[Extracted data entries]
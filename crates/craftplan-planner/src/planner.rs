//! Planner facade and configuration.

use std::time::Duration;

use craftplan_core::{Result, State};
use serde::{Deserialize, Serialize};
use tracing::debug;

use crate::goal::GoalPredicate;
use crate::heuristic::Heuristic;
use crate::rules::RuleSet;
use crate::search::{search, Plan, SearchReport};

/// Configuration for the planner.
#[derive(Debug, Clone, PartialEq, Eq, Serialize, Deserialize)]
#[serde(default)]
pub struct SearchConfig {
    /// Maximum planning time, kept at full `Duration` precision.
    #[serde(rename = "time_limit_secs", with = "secs")]
    time_limit: Duration,
}

impl Default for SearchConfig {
    fn default() -> Self {
        Self {
            time_limit: Duration::from_secs(30),
        }
    }
}

impl SearchConfig {
    /// Set the time limit.
    pub fn with_time_limit(mut self, limit: Duration) -> Self {
        self.time_limit = limit;
        self
    }

    pub fn time_limit(&self) -> Duration {
        self.time_limit
    }
}

/// `Duration` as fractional seconds.
mod secs {
    use std::time::Duration;

    use serde::{de, Deserialize, Deserializer, Serializer};

    pub fn serialize<S: Serializer>(d: &Duration, serializer: S) -> Result<S::Ok, S::Error> {
        serializer.serialize_f64(d.as_secs_f64())
    }

    pub fn deserialize<'de, D: Deserializer<'de>>(deserializer: D) -> Result<Duration, D::Error> {
        let secs = f64::deserialize(deserializer)?;
        Duration::try_from_secs_f64(secs).map_err(de::Error::custom)
    }
}

/// Plans over a borrowed rule set towards a fixed goal.
///
/// The rule set is never copied, so one set can back any number of planners
/// and runs.
#[derive(Debug, Clone)]
pub struct Planner<'a> {
    rules: &'a RuleSet,
    goal: GoalPredicate,
    config: SearchConfig,
}

impl<'a> Planner<'a> {
    /// Create a planner with the default configuration.
    pub fn new(rules: &'a RuleSet, goal: GoalPredicate) -> Self {
        Self::with_config(rules, goal, SearchConfig::default())
    }

    /// Create a planner with a custom configuration.
    pub fn with_config(rules: &'a RuleSet, goal: GoalPredicate, config: SearchConfig) -> Self {
        Self { rules, goal, config }
    }

    /// Search for a plan from `start`.
    pub fn plan<H>(&self, start: State, heuristic: &H) -> SearchReport
    where
        H: Heuristic + ?Sized,
    {
        search(
            self.rules,
            start,
            |state| self.goal.is_goal(state),
            self.config.time_limit(),
            heuristic,
        )
    }

    /// Check that `plan` is executable from `start`, ends in the state it
    /// claims and satisfies the goal. Unknown or inapplicable steps are
    /// reported as errors.
    pub fn validate_plan(&self, start: &State, plan: &Plan) -> Result<bool> {
        let end = self.rules.replay(start, plan.actions())?;

        let expected = plan.final_state().unwrap_or(start);
        if &end != expected {
            debug!(replayed = %end, claimed = %expected, "Plan does not end where it claims");
            return Ok(false);
        }

        let cost: f64 = plan
            .actions()
            .filter_map(|action| self.rules.cost_of(action))
            .sum();
        if (cost - plan.total_cost).abs() > 1e-9 {
            debug!(replayed = cost, claimed = plan.total_cost, "Plan cost mismatch");
            return Ok(false);
        }

        Ok(self.goal.is_goal(&end))
    }
}
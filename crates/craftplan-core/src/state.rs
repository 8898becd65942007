//! Inventory state.
//!
//! A [`State`] is a multiset of item quantities. Items that are absent have
//! quantity zero and zero quantities are never stored, so two states holding
//! the same non-zero quantities are equal, hash identically and order
//! identically no matter how they were built.

use std::collections::BTreeMap;
use std::fmt;

use serde::{Deserialize, Serialize};

/// Snapshot of item quantities in an inventory.
///
/// States are values: every update returns a new state and leaves the
/// original untouched.
#[derive(Debug, Clone, Default, PartialEq, Eq, Hash, PartialOrd, Ord, Serialize, Deserialize)]
#[serde(from = "BTreeMap<String, u64>")]
pub struct State(BTreeMap<String, u64>);

impl State {
    /// Create an empty state.
    pub fn new() -> Self {
        Self::default()
    }

    /// Build a state from `(item, quantity)` pairs. Later pairs for the same
    /// item override earlier ones.
    pub fn from_pairs<I, K>(pairs: I) -> Self
    where
        I: IntoIterator<Item = (K, u64)>,
        K: Into<String>,
    {
        let mut quantities = BTreeMap::new();
        for (item, quantity) in pairs {
            let item = item.into();
            if quantity == 0 {
                quantities.remove(&item);
            } else {
                quantities.insert(item, quantity);
            }
        }
        Self(quantities)
    }

    /// Quantity held of `item` (zero when absent).
    pub fn get(&self, item: &str) -> u64 {
        self.0.get(item).copied().unwrap_or(0)
    }

    /// Return a new state with `item` adjusted by `delta`.
    pub fn with_delta(&self, item: &str, delta: i64) -> State {
        let mut next = self.clone();
        if delta < 0 {
            next.take(item, delta.unsigned_abs());
        } else {
            next.give(item, delta.unsigned_abs());
        }
        next
    }

    /// Return a new state with every `consumed` amount removed and then every
    /// `produced` amount added. Amounts are applied exactly.
    pub fn with_changes<'a, C, P>(&self, consumed: C, produced: P) -> State
    where
        C: IntoIterator<Item = (&'a str, u64)>,
        P: IntoIterator<Item = (&'a str, u64)>,
    {
        let mut next = self.clone();
        for (item, amount) in consumed {
            next.take(item, amount);
        }
        for (item, amount) in produced {
            next.give(item, amount);
        }
        next
    }

    fn take(&mut self, item: &str, amount: u64) {
        let current = self.get(item);
        let updated = current.checked_sub(amount);
        debug_assert!(
            updated.is_some(),
            "quantity of '{item}' would become negative ({current} - {amount})"
        );
        self.store(item, updated.unwrap_or(0));
    }

    fn give(&mut self, item: &str, amount: u64) {
        let current = self.get(item);
        let updated = current.checked_add(amount);
        debug_assert!(
            updated.is_some(),
            "quantity of '{item}' would overflow ({current} + {amount})"
        );
        self.store(item, updated.unwrap_or(u64::MAX));
    }

    fn store(&mut self, item: &str, quantity: u64) {
        if quantity == 0 {
            self.0.remove(item);
        } else if let Some(slot) = self.0.get_mut(item) {
            *slot = quantity;
        } else {
            self.0.insert(item.to_string(), quantity);
        }
    }

    /// True if this state holds at least as much of every item as `other`.
    pub fn dominates(&self, other: &State) -> bool {
        other.iter().all(|(item, quantity)| self.get(item) >= quantity)
    }

    /// Iterate over the non-zero entries in item order.
    pub fn iter(&self) -> impl Iterator<Item = (&str, u64)> + '_ {
        self.0.iter().map(|(item, quantity)| (item.as_str(), *quantity))
    }

    /// Number of distinct items held.
    pub fn len(&self) -> usize {
        self.0.len()
    }

    /// True if nothing is held.
    pub fn is_empty(&self) -> bool {
        self.0.is_empty()
    }
}

impl From<BTreeMap<String, u64>> for State {
    fn from(quantities: BTreeMap<String, u64>) -> Self {
        Self::from_pairs(quantities)
    }
}

impl<K: Into<String>> FromIterator<(K, u64)> for State {
    fn from_iter<I: IntoIterator<Item = (K, u64)>>(iter: I) -> Self {
        Self::from_pairs(iter)
    }
}

impl fmt::Display for State {
    fn fmt(&self, f: &mut fmt::Formatter<'_>) -> fmt::Result {
        write!(f, "{{")?;
        for (i, (item, quantity)) in self.iter().enumerate() {
            if i > 0 {
                write!(f, ", ")?;
            }
            write!(f, "{item}: {quantity}")?;
        }
        write!(f, "}}")
    }
}

#[cfg(test)]
mod tests {
    use super::*;
    use std::collections::hash_map::DefaultHasher;
    use std::hash::{Hash, Hasher};

    fn hash_of(state: &State) -> u64 {
        let mut hasher = DefaultHasher::new();
        state.hash(&mut hasher);
        hasher.finish()
    }

    #[test]
    fn test_missing_item_is_zero() {
        let state = State::from_pairs([("wood", 2)]);
        assert_eq!(state.get("wood"), 2);
        assert_eq!(state.get("stone"), 0);
    }

    #[test]
    fn test_equality_ignores_insertion_order_and_zeros() {
        let a = State::from_pairs([("wood", 1), ("plank", 4), ("coal", 0)]);
        let b = State::from_pairs([("coal", 0), ("plank", 4), ("wood", 1)]);
        assert_eq!(a, b);
        assert_eq!(hash_of(&a), hash_of(&b));
        assert_eq!(a.len(), 2);
    }

    #[test]
    fn test_with_delta_is_copy_on_write() {
        let original = State::from_pairs([("wood", 1)]);
        let next = original.with_delta("wood", -1).with_delta("plank", 4);

        assert_eq!(original.get("wood"), 1);
        assert_eq!(next.get("wood"), 0);
        assert_eq!(next.get("plank"), 4);
        assert_eq!(next, State::from_pairs([("plank", 4)]));
    }

    #[test]
    fn test_with_changes_removes_emptied_entries() {
        let state = State::from_pairs([("ore", 2), ("coal", 1)]);
        let next = state.with_changes([("ore", 2), ("coal", 1)], [("ingot", 2)]);
        assert_eq!(next.iter().collect::<Vec<_>>(), vec![("ingot", 2)]);
    }

    #[test]
    fn test_with_changes_applies_full_u64_amounts() {
        let state = State::from_pairs([("ore", u64::MAX), ("coal", 1)]);
        let next = state.with_changes([("ore", u64::MAX)], [("coal", u64::MAX - 1)]);
        assert_eq!(next.get("ore"), 0);
        assert_eq!(next.get("coal"), u64::MAX);
        assert_eq!(next, State::from_pairs([("coal", u64::MAX)]));
    }

    #[test]
    #[cfg(debug_assertions)]
    #[should_panic(expected = "would become negative")]
    fn test_negative_quantity_panics_in_debug() {
        State::new().with_delta("wood", -1);
    }

    #[test]
    #[cfg(debug_assertions)]
    #[should_panic(expected = "would overflow")]
    fn test_quantity_overflow_panics_in_debug() {
        State::from_pairs([("ore", u64::MAX)]).with_changes([("coal", 0)], [("ore", 1)]);
    }

    #[test]
    fn test_dominates() {
        let big = State::from_pairs([("wood", 3), ("plank", 1)]);
        let small = State::from_pairs([("wood", 2)]);
        assert!(big.dominates(&small));
        assert!(!small.dominates(&big));
        assert!(small.dominates(&State::new()));
    }

    #[test]
    fn test_display_lists_non_zero_entries() {
        let state = State::from_pairs([("wood", 0), ("plank", 4), ("bench", 1)]);
        assert_eq!(state.to_string(), "{bench: 1, plank: 4}");
        assert_eq!(State::new().to_string(), "{}");
    }

    #[test]
    fn test_serde_roundtrip_drops_zeros() {
        let state: State = serde_json::from_str(r#"{"wood": 0, "plank": 4}"#).unwrap();
        assert_eq!(state, State::from_pairs([("plank", 4)]));
        assert_eq!(serde_json::to_string(&state).unwrap(), r#"{"plank":4}"#);
    }
}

▶ **Work order**: Looking at the records above, say how many of their lines include the word "never", with no other words.

▶ **Response for this exercise**: 2